Fred Hampton is remembered for his charismatic leadership and coalition-building efforts across racial lines and because of these talents he posed a challenge to the status quo. Federal Bureau of Investigation Director J. Edgar Hoover and the FBI viewed him as a potential “messiah” who could unify and energize the Black nationalist movement, a role previously associated with figures like Malcolm X, Martin Luther King Jr., Stokely Carmichael, and Elijah Muhammad.

The FBI began closely monitoring the activities of the Black Panther Party, with informant William O’Neal infiltrating the organization. O’Neal, an African American teenager who had faced legal trouble, provided the FBI with information about Panther meetings, members’ access to weapons, and floor plans of their homes, with a particular focus on Fred Hampton.

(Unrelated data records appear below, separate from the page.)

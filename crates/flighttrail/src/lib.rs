//! `flighttrail` - Readable change history from an audit log
//!
//! This library rebuilds the history of a document from audit entries that
//! each hold a full snapshot. Consecutive snapshots are diffed field by field,
//! the paths are resolved against configured titles, and the result is a
//! timeline a person can read. A `SQLite` store keeps the entries.

#![warn(missing_docs)]
#![warn(missing_debug_implementations)]
#![deny(unsafe_code)]

pub mod audit;
pub mod cli;
pub mod config;
pub mod diff;
pub mod error;
pub mod format;
pub mod logging;
pub mod normalize;
pub mod storage;
pub mod timeline;
pub mod titles;
pub mod value;

pub use audit::{Action, AuditEntry, AuditSource};
pub use config::Config;
pub use diff::{diff, ChangeKind, DiffEntry, DiffMap};
pub use error::{Error, Result};
pub use format::Formatter;
pub use logging::init_logging;
pub use normalize::{CollapseLists, CollapseRule, Identity, Normalizer};
pub use storage::{DocumentSummary, Storage, StorageStats};
pub use timeline::{RenderedChange, RenderedRow, TimelineBuilder};
pub use titles::{FieldTitle, FieldTitleMap, MatchMode};
pub use value::Value;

On Dec. 4, 1969, in the early morning hours, a group of 14 plainclothes Chicago police officers, armed with pistols, a shotgun, and a machine gun, arrived at an apartment building on W. Monroe St. in Chicago. Armed with a detailed map of their target—an apartment occupied by Black Panther Party leaders—they conducted a raid. The map clearly marked Fred Hampton’s bedroom, where he lay asleep beside his eight-month-pregnant fiancée. The police fired more than 90 rounds, including machine gun fire through walls and windows. When the shooting ceased, two Black Panthers were dead, including Fred Hampton.

Initially, the police claimed that they were met with armed resistance while executing a search warrant for illegal weapons. Subsequent investigations revealed a different story.

The truth behind the raid and Hampton’s assassination took years to emerge. In 1971, a group of antiwar activists broke into an FBI office near Philadelphia, uncovering evidence of COINTELPRO (Counterintelligence Program), a secret FBI program aimed at disrupting and neutralizing Black power movements. COINTELPRO had targeted civil rights leaders like Martin Luther King Jr. and Malcolm X. Hampton was seen as another potential charismatic leader on the rise.

In 1982, a settlement was reached, with the government paying $1.85 million to the families of Hampton and Mark Clark, the other Black Panther killed in the raid, as well as the survivors who had been wounded. Although the settlement did not explicitly admit wrongdoing, it was widely regarded as an acknowledgment of the conspiracy to murder Fred Hampton, History.com reported.